__ASSIGNMENT__. Would you please copy every line below that includes the string "JsonRpcResponse"?

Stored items

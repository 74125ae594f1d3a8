//! MCP protocol types.
//!
//! This module defines the JSON-RPC message types used by MCP.

use serde::{Deserialize, Deserializer, Serialize};
use serde_json::Value;

/// MCP protocol revision this server speaks.
pub const PROTOCOL_VERSION: &str = "2024-11-05";

/// JSON-RPC request. A request without an `id` is a notification.
#[derive(Debug, Clone, Serialize, Deserialize)]
pub struct JsonRpcRequest {
    pub jsonrpc: String,
    /// `None` when the member is absent; an explicit `null` is `Some(Value::Null)`.
    #[serde(default, deserialize_with = "present")]
    pub id: Option<Value>,
    pub method: String,
    #[serde(default)]
    pub params: Option<Value>,
}

fn present<'de, D>(deserializer: D) -> Result<Option<Value>, D::Error>
where
    D: Deserializer<'de>,
{
    Value::deserialize(deserializer).map(Some)
}

impl JsonRpcRequest {
    pub fn is_notification(&self) -> bool {
        self.id.is_none()
    }
}

/// JSON-RPC response.
#[derive(Debug, Clone, Serialize, Deserialize)]
pub struct JsonRpcResponse {
    pub jsonrpc: String,
    pub id: Option<Value>,
    #[serde(skip_serializing_if = "Option::is_none")]
    pub result: Option<Value>,
    #[serde(skip_serializing_if = "Option::is_none")]
    pub error: Option<JsonRpcError>,
}

/// JSON-RPC error.
#[derive(Debug, Clone, Serialize, Deserialize)]
pub struct JsonRpcError {
    pub code: i32,
    pub message: String,
    #[serde(skip_serializing_if = "Option::is_none")]
    pub data: Option<Value>,
}

impl JsonRpcResponse {
    /// Create a success response.
    pub fn success(id: Option<Value>, result: Value) -> Self {
        Self {
            jsonrpc: "2.0".to_string(),
            id,
            result: Some(result),
            error: None,
        }
    }

    /// Create an error response.
    pub fn error(id: Option<Value>, code: i32, message: impl Into<String>) -> Self {
        Self {
            jsonrpc: "2.0".to_string(),
            id,
            result: None,
            error: Some(JsonRpcError {
                code,
                message: message.into(),
                data: None,
            }),
        }
    }
}

/// MCP tool definition.
#[derive(Debug, Clone, Serialize, Deserialize)]
pub struct ToolDefinition {
    pub name: String,
    #[serde(skip_serializing_if = "Option::is_none")]
    pub description: Option<String>,
    #[serde(rename = "inputSchema")]
    pub input_schema: Value,
    #[serde(skip_serializing_if = "Option::is_none")]
    pub annotations: Option<ToolAnnotations>,
}

/// Tool annotations (MCP extensions).
#[derive(Debug, Clone, Serialize, Deserialize, Default)]
pub struct ToolAnnotations {
    #[serde(rename = "readOnly", skip_serializing_if = "Option::is_none")]
    pub read_only: Option<bool>,
    #[serde(rename = "invalidatesSchema", skip_serializing_if = "Option::is_none")]
    pub invalidates_schema: Option<bool>,
}

/// List tools response.
#[derive(Debug, Clone, Serialize, Deserialize)]
pub struct ListToolsResponse {
    pub tools: Vec<ToolDefinition>,
}

/// Call tool request parameters.
#[derive(Debug, Clone, Serialize, Deserialize)]
pub struct CallToolParams {
    pub name: String,
    #[serde(default)]
    pub arguments: Value,
}

/// Call tool response.
#[derive(Debug, Clone, Serialize, Deserialize)]
pub struct CallToolResponse {
    pub content: Vec<ToolContent>,
    #[serde(rename = "isError")]
    pub is_error: bool,
}

/// Tool response content.
#[derive(Debug, Clone, PartialEq, Serialize, Deserialize)]
#[serde(tag = "type")]
pub enum ToolContent {
    #[serde(rename = "text")]
    Text { text: String },
    #[serde(rename = "json")]
    Json { json: Value },
}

__TASK RESPONSE__.
pub struct JsonRpcResponse {
impl JsonRpcResponse {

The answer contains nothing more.